A soup or a stew made with any kind of lentils, peas, chickpeas or dried beans is known as dal.

Now, I must make a disclaimer that in no way am I expert in traditional Indian cooking and I apologise in advance to any Indian readers who may be offended by my impudent ways. For instance, our new therapeutic director, Sanjay Raghav, has the good fortune of being married to Sangeeta, who is a marvelously accomplished Indian cook.

Here is my version that will bring some of the smells and flavours of wondrous India to your home:

Chana Dhal

Ingredients

1 cup Chana dhal (or yellow split peas if not available)

1 medium onion, finely chopped

1 x 350gm jar organic chopped tomatoes

2 cloves of garlic, minced

2 tbsp. tomato paste

2 tsp. cumin powder

2 tsp. coriander powder

2 tsp. turmeric powder

1 tsp. chili powder

1 tsp. fenugreek

1 tsp. powdered ginger

½ tsp. black pepper

Several handfuls of spinach or kale

Method

Soak Chana dhal overnight in water, drain and rinse

Place in saucepan and cover with clean water, bring to boil and simmer until soft (approx. 60-75 mins, or approx. 15 mins in a pressure cooker)

Heat 1/3 cup water in a pan then add finely chopped onion

Sauté until almost soft then add minced garlic, cumin, coriander, turmeric, chili, fenugreek, ginger and black pepper

Cook through for a few minutes, stirring often and allowing the flavours to develop

Add cooked Chana dhal, tomato paste, chopped tomatoes and green leafy vegetables

Mix well and simmer for 15 minutes

Can be served with freshly chopped coriander or parsley, and with cooked brown rice or Indian flat bread.

Ayurvedic Tonic

And for those of you who need an immune-boosting lift after these long, cold winter months, here is the perfect tonic using four simple ingredients common to traditional Ayurvedic medicine.

Ingredients

Fresh turmeric – 1 cm piece very finely sliced

Fresh ginger – 1 cm piece very finely sliced

Cloves – 3 flower buds

Pinch ground black pepper

Method

Boil kettle with fresh water

Place ginger, turmeric, cloves and pepper in a mug

Add boiled water and allow to steep for 5 minutes before drinking

Turmeric is one of the most studied plant foods with now over 5000 articles published in the medical literature.
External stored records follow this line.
//! Monotonic timestamps and nanosecond arithmetic
//!
//! Every timestamp the engine records comes from a [`Clock`]. Timestamps are
//! nanosecond offsets from a clock-local base, so differences between two
//! readings of the same clock are exact integers and can be negative.

use crate::types::TimeUnit;
use serde::{Deserialize, Serialize};
use std::ops::{Add, Sub};
use std::sync::atomic::{AtomicI64, Ordering};
use std::sync::Arc;
use std::time::{Duration, Instant};

/// A point in time, in nanoseconds since the owning clock's base
#[derive(Debug, Clone, Copy, PartialEq, Eq, PartialOrd, Ord, Hash, Default, Serialize, Deserialize)]
pub struct Timestamp(i64);

impl Timestamp {
    pub const ZERO: Timestamp = Timestamp(0);

    pub fn from_nanos(nanos: i64) -> Self {
        Self(nanos)
    }

    pub fn as_nanos(&self) -> i64 {
        self.0
    }
}

/// Signed duration in nanoseconds
#[derive(Debug, Clone, Copy, PartialEq, Eq, PartialOrd, Ord, Hash, Default, Serialize, Deserialize)]
pub struct Nanos(i64);

impl Nanos {
    pub const ZERO: Nanos = Nanos(0);

    pub fn new(nanos: i64) -> Self {
        Self(nanos)
    }

    pub fn from_micros(micros: u64) -> Self {
        Self((micros as i64).saturating_mul(1_000))
    }

    /// Whole nanoseconds of a fractional second count
    pub fn from_secs_f64(secs: f64) -> Self {
        Self((secs * 1e9).round() as i64)
    }

    pub fn get(&self) -> i64 {
        self.0
    }

    /// True when the left operand of the subtraction preceded the right one
    pub fn is_negative(&self) -> bool {
        self.0 < 0
    }

    /// Convert to a fractional value in the given unit
    pub fn to_unit(&self, unit: TimeUnit) -> f64 {
        self.0 as f64 / unit.nanos_per_unit()
    }

    /// Absolute value as a std duration
    pub fn to_std(&self) -> Duration {
        Duration::from_nanos(self.0.unsigned_abs())
    }
}

impl Sub for Timestamp {
    type Output = Nanos;

    fn sub(self, rhs: Timestamp) -> Nanos {
        Nanos(self.0 - rhs.0)
    }
}

impl Add<Nanos> for Timestamp {
    type Output = Timestamp;

    fn add(self, rhs: Nanos) -> Timestamp {
        Timestamp(self.0 + rhs.0)
    }
}

impl Add for Nanos {
    type Output = Nanos;

    fn add(self, rhs: Nanos) -> Nanos {
        Nanos(self.0 + rhs.0)
    }
}

impl Sub for Nanos {
    type Output = Nanos;

    fn sub(self, rhs: Nanos) -> Nanos {
        Nanos(self.0 - rhs.0)
    }
}

impl From<Duration> for Nanos {
    fn from(duration: Duration) -> Self {
        Nanos(i64::try_from(duration.as_nanos()).unwrap_or(i64::MAX))
    }
}

/// Source of monotonic timestamps
pub trait Clock: Send + Sync {
    fn now(&self) -> Timestamp;
}

impl<C: Clock + ?Sized> Clock for Arc<C> {
    fn now(&self) -> Timestamp {
        (**self).now()
    }
}

/// Clock backed by the platform monotonic clock
#[derive(Debug, Clone, Copy)]
pub struct MonotonicClock {
    base: Instant,
}

impl MonotonicClock {
    pub fn new() -> Self {
        Self { base: Instant::now() }
    }
}

impl Default for MonotonicClock {
    fn default() -> Self {
        Self::new()
    }
}

impl Clock for MonotonicClock {
    #[inline]
    fn now(&self) -> Timestamp {
        Timestamp(Nanos::from(self.base.elapsed()).get())
    }
}

/// Deterministic clock for tests and simulations.
///
/// Each read returns the current value and then moves the clock forward by
/// `step`, so a busy-poll loop observes time passing at a fixed rate.
#[derive(Debug, Default)]
pub struct ManualClock {
    now: AtomicI64,
    step: i64,
}

impl ManualClock {
    pub fn new(start: Timestamp, step: Nanos) -> Self {
        Self {
            now: AtomicI64::new(start.as_nanos()),
            step: step.get(),
        }
    }

    /// Clock that only moves when advanced explicitly
    pub fn frozen(start: Timestamp) -> Self {
        Self::new(start, Nanos::ZERO)
    }

    pub fn advance(&self, by: Nanos) {
        self.now.fetch_add(by.get(), Ordering::SeqCst);
    }

    /// Current value without advancing
    pub fn peek(&self) -> Timestamp {
        Timestamp(self.now.load(Ordering::SeqCst))
    }
}

impl Clock for ManualClock {
    fn now(&self) -> Timestamp {
        Timestamp(self.now.fetch_add(self.step, Ordering::SeqCst))
    }
}
//! Main application orchestration and execution

use crate::{
    cli::Cli,
    clock::MonotonicClock,
    config::{display_config_summary, load_config, validate_config, EnvManager, ValidationLevel},
    error::{AppError, ErrorContext, Result},
    log_debug,
    executor::{run_initiator, run_local, run_responder, RunOutcome},
    logging::{ErrorEventLogger, LoggerFactory, RunLogger, TransportLogger},
    models::{Config, RunConfig},
    output::{ReportFormatter, ReportSummary, RunBanner},
    protocol::{INITIATOR_RANK, RESPONDER_RANK},
    transport::TcpTransport,
    types::TransportMode,
};
use std::io::{self, BufWriter};

/// Main application struct that coordinates all components
pub struct App {
    cli: Cli,
}

/// Loggers shared by one invocation
struct Loggers {
    run: RunLogger,
    transport: TransportLogger,
    errors: ErrorEventLogger,
}

impl App {
    /// Create a new application instance with CLI configuration
    pub fn new(cli: Cli) -> Result<Self> {
        cli.validate().map_err(AppError::validation)?;
        Ok(Self { cli })
    }

    /// Run the application
    pub async fn run(self) -> Result<()> {
        if self.cli.env_help {
            println!("{}", EnvManager::display_env_help());
            return Ok(());
        }
        if let Some(path) = &self.cli.write_env_example {
            EnvManager::save_example_env_file(path)?;
            eprintln!("Wrote example configuration to {}", path.display());
            return Ok(());
        }

        if self.cli.debug {
            eprintln!("{}", crate::build_info::describe());
            eprintln!("{}", self.cli.get_config_summary());
        }

        let config = load_config(self.cli.clone())?;
        let warnings = validate_config(&config)?;

        if config.debug {
            eprintln!("Configuration Summary:");
            eprintln!("{}", display_config_summary(&config));
        }

        for warning in &warnings {
            if warning.level != ValidationLevel::Info || config.verbose || config.debug {
                eprintln!("{}", warning.format(config.enable_color));
            }
        }

        if !crate::build_info::OPTIMIZED && (config.verbose || config.debug) {
            eprintln!("Note: unoptimized build, latencies include debug overhead");
        }

        let factory = LoggerFactory::new(config.clone());
        let app_logger = factory.create_logger("APP").await;
        log_debug!(
            app_logger,
            "Session {} with {} warnings, {} transport",
            factory.session_id(),
            warnings.len(),
            config.transport
        );
        let loggers = Loggers {
            run: factory.create_run_logger().await,
            transport: factory.create_transport_logger().await,
            errors: factory.create_error_logger().await,
        };

        match Self::execute(&config, config.run_config(), &loggers).await {
            Ok(()) => Ok(()),
            Err(e) => {
                loggers.errors.log_error(&e, Some("Run aborted")).await;
                Err(e)
            }
        }
    }

    async fn execute(config: &Config, run: RunConfig, loggers: &Loggers) -> Result<()> {
        let banner = RunBanner::new(config.enable_color);

        match (config.transport, config.rank) {
            (TransportMode::Local, _) => {
                loggers.transport.log_local_pair().await;
                if config.verbose {
                    eprintln!("{}", banner.header(&run, "local"));
                }
                loggers.run.log_run_start(&run).await;

                let outcome = run_local(run, MonotonicClock::new(), Some(loggers.run.clone())).await?;
                Self::finish(config, &run, outcome, loggers, &banner).await
            }
            (TransportMode::Tcp, 1) => {
                loggers.transport.log_listening(&config.address, RESPONDER_RANK).await;
                let transport = TcpTransport::listen(&config.address, RESPONDER_RANK, INITIATOR_RANK).await?;
                loggers.transport.log_connection(&config.address, true, None).await;

                let summary = run_responder(transport, Some(loggers.run.clone())).await?;
                loggers.run.log_responder_summary(&summary).await;
                if config.verbose {
                    eprintln!(
                        "Responder done: {} payloads handled, {} echoed",
                        summary.handled, summary.echoed
                    );
                }
                Ok(())
            }
            (TransportMode::Tcp, 0) => {
                let transport = match TcpTransport::connect(
                    &config.address,
                    INITIATOR_RANK,
                    RESPONDER_RANK,
                    config.connect_timeout(),
                )
                .await
                {
                    Ok(transport) => transport,
                    Err(e) => {
                        let reason = e.to_string();
                        loggers.transport.log_connection(&config.address, false, Some(&reason)).await;
                        return Err(e);
                    }
                };
                loggers.transport.log_connection(&config.address, true, None).await;

                if config.verbose {
                    eprintln!("{}", banner.header(&run, &format!("tcp {}", config.address)));
                }
                loggers.run.log_run_start(&run).await;

                let outcome = run_initiator(transport, run, MonotonicClock::new(), Some(loggers.run.clone())).await?;
                Self::finish(config, &run, outcome, loggers, &banner).await
            }
            (TransportMode::Tcp, rank) => Err(AppError::validation(format!("Rank must be 0 or 1, got {}", rank))),
        }
    }

    /// Print the report and the closing summaries
    async fn finish(
        config: &Config,
        run: &RunConfig,
        mut outcome: RunOutcome,
        loggers: &Loggers,
        banner: &RunBanner,
    ) -> Result<()> {
        let ledger = std::mem::take(&mut outcome.ledger);
        let report = write_stdout_report(run, ledger)?;

        loggers.run.log_run_summary(&outcome, report.lines).await;
        if let Some(responder) = &outcome.responder {
            loggers.run.log_responder_summary(responder).await;
        }
        if config.verbose {
            eprintln!("{}", banner.footer(&report, outcome.elapsed, outcome.responder.as_ref()));
        }
        Ok(())
    }
}

fn write_stdout_report(run: &RunConfig, ledger: crate::ledger::Ledger) -> Result<ReportSummary> {
    let stdout = io::stdout();
    let mut out = BufWriter::new(stdout.lock());
    ReportFormatter::from_run(run)
        .write_report(ledger, &mut out)
        .context("Writing report to stdout")
}
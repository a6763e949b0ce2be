//! Responder role: receives payloads and obeys their control byte

use crate::error::{AppError, Result};
use crate::logging::{Role, RunLogger};
use crate::protocol::{ControlFlags, SetupMessage, DATA_TAG, SETUP_TAG};
use crate::transport::Transport;
use serde::Serialize;
use std::fmt;

#[derive(Debug, Clone, Copy, PartialEq, Eq)]
pub enum ResponderState {
    AwaitSetup,
    Looping,
    Done,
}

impl ResponderState {
    pub fn as_str(&self) -> &'static str {
        match self {
            ResponderState::AwaitSetup => "await-setup",
            ResponderState::Looping => "looping",
            ResponderState::Done => "done",
        }
    }
}

impl fmt::Display for ResponderState {
    fn fmt(&self, f: &mut fmt::Formatter<'_>) -> fmt::Result {
        f.write_str(self.as_str())
    }
}

/// What the responder saw during one run
#[derive(Debug, Clone, Copy, PartialEq, Eq, Serialize)]
pub struct ResponderSummary {
    pub setup: SetupMessage,
    /// Payloads received, the final STOP included
    pub handled: u64,
    /// Payloads sent back
    pub echoed: u64,
    /// Whether the last payload was a STOP
    pub stopped: bool,
}

impl ResponderSummary {
    /// Payloads that belonged to timed iterations
    pub fn timed_payloads(&self) -> u64 {
        if self.stopped {
            self.handled.saturating_sub(1)
        } else {
            self.handled
        }
    }

    /// The announced count when it differs from what arrived; count mode only
    pub fn count_mismatch(&self) -> Option<u64> {
        if self.setup.is_duration_mode() || self.setup.iterations == self.timed_payloads() {
            None
        } else {
            Some(self.setup.iterations)
        }
    }
}

pub struct Responder<T: Transport> {
    transport: T,
    state: ResponderState,
    logger: Option<RunLogger>,
}

impl<T: Transport> Responder<T> {
    pub fn new(transport: T) -> Self {
        Self {
            transport,
            state: ResponderState::AwaitSetup,
            logger: None,
        }
    }

    pub fn with_logger(mut self, logger: RunLogger) -> Self {
        self.logger = Some(logger);
        self
    }

    pub fn state(&self) -> ResponderState {
        self.state
    }

    async fn transition(&mut self, to: ResponderState) {
        if let Some(logger) = &self.logger {
            logger.log_state(Role::Responder, self.state.as_str(), to.as_str()).await;
        }
        self.state = to;
    }

    /// Receive the setup message, then handle payloads until one carries STOP
    pub async fn run(mut self) -> Result<ResponderSummary> {
        let peer = self.transport.peer();
        let mut buf = Vec::new();

        self.transport.recv(peer, SETUP_TAG, &mut buf).await?;
        let setup = SetupMessage::decode(&buf)?;
        buf.reserve(setup.message_size);
        self.transition(ResponderState::Looping).await;

        let mut summary = ResponderSummary {
            setup,
            handled: 0,
            echoed: 0,
            stopped: false,
        };

        loop {
            self.transport.recv(peer, DATA_TAG, &mut buf).await?;
            if buf.len() != setup.message_size {
                return Err(AppError::protocol(format!(
                    "received {} bytes, setup announced {}",
                    buf.len(),
                    setup.message_size
                )));
            }

            let flags = ControlFlags::from_payload(&buf)?;
            summary.handled += 1;

            if flags.echo {
                self.transport.async_send(peer, DATA_TAG, &buf).await?;
                summary.echoed += 1;
            }
            if flags.stop {
                summary.stopped = true;
                break;
            }
        }

        self.transition(ResponderState::Done).await;
        Ok(summary)
    }
}

#[cfg(test)]
mod tests {
    use super::*;
    use crate::protocol::{ControlBit, Payload, INITIATOR_RANK, RESPONDER_RANK};
    use crate::transport::LocalTransport;

    async fn send_setup(initiator: &mut LocalTransport, message_size: usize, iterations: u64) {
        let setup = SetupMessage { message_size, iterations };
        initiator
            .sync_send(RESPONDER_RANK, SETUP_TAG, &setup.encode().unwrap())
            .await
            .unwrap();
    }

    #[tokio::test]
    async fn test_stop_and_echo_replies_once_then_exits() {
        let (mut initiator, responder) = LocalTransport::pair();
        let task = tokio::spawn(Responder::new(responder).run());

        send_setup(&mut initiator, 4, 1).await;
        let both = Payload::new(4, ControlFlags::new(true, true)).unwrap();
        initiator.send(RESPONDER_RANK, DATA_TAG, both.as_bytes()).await.unwrap();

        let mut reply = Vec::new();
        initiator.recv(RESPONDER_RANK, DATA_TAG, &mut reply).await.unwrap();
        assert_eq!(reply[0], ControlBit::Stop.mask() | ControlBit::Echo.mask());

        let summary = task.await.unwrap().unwrap();
        assert_eq!(summary.handled, 1);
        assert_eq!(summary.echoed, 1);
        assert_eq!(summary.timed_payloads(), 0);
    }

    #[tokio::test]
    async fn test_stop_without_echo_sends_nothing_back() {
        let (mut initiator, responder) = LocalTransport::pair();
        let task = tokio::spawn(Responder::new(responder).run());

        send_setup(&mut initiator, 2, 0).await;
        let stop = Payload::new(2, ControlFlags::new(true, false)).unwrap();
        initiator.async_send(RESPONDER_RANK, DATA_TAG, stop.as_bytes()).await.unwrap();

        let summary = task.await.unwrap().unwrap();
        assert_eq!(summary.echoed, 0);
        assert!(summary.stopped);
        assert!(summary.count_mismatch().is_none());

        // Responder endpoint is gone, so nothing can arrive
        let mut reply = Vec::new();
        assert!(initiator.recv(RESPONDER_RANK, DATA_TAG, &mut reply).await.is_err());
    }

    #[tokio::test]
    async fn test_wrong_payload_size_is_protocol_error() {
        let (mut initiator, responder) = LocalTransport::pair();
        let task = tokio::spawn(Responder::new(responder).run());

        send_setup(&mut initiator, 8, 3).await;
        initiator.send(RESPONDER_RANK, DATA_TAG, &[0, 0]).await.unwrap();

        assert_eq!(task.await.unwrap().unwrap_err().category(), "PROTOCOL");
    }

    #[tokio::test]
    async fn test_oversized_setup_is_protocol_error() {
        let (mut initiator, responder) = LocalTransport::pair();
        let task = tokio::spawn(Responder::new(responder).run());

        let setup = serde_json::to_vec(&serde_json::json!({"message_size": u64::MAX, "iterations": 1})).unwrap();
        initiator.sync_send(RESPONDER_RANK, SETUP_TAG, &setup).await.unwrap();

        let err = task.await.unwrap().unwrap_err();
        assert_eq!(err.category(), "PROTOCOL");
    }

    #[tokio::test]
    async fn test_unknown_control_bits_rejected() {
        let (mut initiator, responder) = LocalTransport::pair();
        let task = tokio::spawn(Responder::new(responder).run());

        send_setup(&mut initiator, 1, 1).await;
        initiator.send(RESPONDER_RANK, DATA_TAG, &[0x80]).await.unwrap();

        assert_eq!(task.await.unwrap().unwrap_err().category(), "PROTOCOL");
    }

    #[tokio::test]
    async fn test_initiator_vanishing_is_transport_error() {
        let (initiator, responder) = LocalTransport::pair();
        drop(initiator);
        let err = Responder::new(responder).run().await.unwrap_err();
        assert_eq!(err.category(), "TRANSPORT");
    }

    #[test]
    fn test_count_mismatch() {
        let summary = ResponderSummary {
            setup: SetupMessage { message_size: 4, iterations: 10 },
            handled: 9,
            echoed: 0,
            stopped: true,
        };
        assert_eq!(summary.timed_payloads(), 8);
        assert_eq!(summary.count_mismatch(), Some(10));

        let duration = ResponderSummary {
            setup: SetupMessage { message_size: 4, iterations: 0 },
            ..summary
        };
        assert!(duration.count_mismatch().is_none());
    }

    #[test]
    fn test_initial_state() {
        let (_initiator, responder) = LocalTransport::pair_with_ranks(INITIATOR_RANK, RESPONDER_RANK);
        assert_eq!(Responder::new(responder).state(), ResponderState::AwaitSetup);
    }
}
The pigment in turmeric, curcumin, has been shown to play a role in both the prevention and treatment of many types of cancers, inflammatory conditions, ulcerative colitis and other digestive system issues, and to also speed wound healing time. There is also some exciting research on how turmeric protects cells from DNA damage.

The amount of turmeric to aim for medicinal benefits is ¼ inch (0.6 cm) of fresh turmeric per day combined with a pinch of black pepper – which increases blood levels of curcumin.

Ginger is another high antioxidant, immune-boosting food and has been shown to have anti-inflammatory, anti-cancer, anti-causes benefits as well as pain-relieving properties including migraine and menstrual pain.

Cloves contain the most powerful antioxidants of all the readily available spices.

I look forward to sharing some of our Indian adventure with you in the next magazine as I agree with the author Reymond Page who said: “Waking up in India, is like waking up to Life itself.” – The Great Year, India Edition.